__TASK BRIEF__
Going through the data below, please show each line containing the string "status".

__RECORDS FOR THIS TASK__
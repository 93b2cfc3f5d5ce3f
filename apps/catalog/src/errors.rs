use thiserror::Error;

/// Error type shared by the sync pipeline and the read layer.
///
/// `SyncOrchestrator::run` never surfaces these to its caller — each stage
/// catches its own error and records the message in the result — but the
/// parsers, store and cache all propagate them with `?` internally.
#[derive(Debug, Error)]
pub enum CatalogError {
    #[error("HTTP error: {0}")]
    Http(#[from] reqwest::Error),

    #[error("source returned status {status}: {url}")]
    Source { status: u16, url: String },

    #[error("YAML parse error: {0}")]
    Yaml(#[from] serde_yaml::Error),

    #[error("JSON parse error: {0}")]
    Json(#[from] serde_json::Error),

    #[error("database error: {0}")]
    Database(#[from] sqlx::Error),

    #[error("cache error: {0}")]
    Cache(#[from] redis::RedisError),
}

__WRITTEN SOLUTION__
    #[error("source returned status {status}: {url}")]
    Source { status: u16, url: String },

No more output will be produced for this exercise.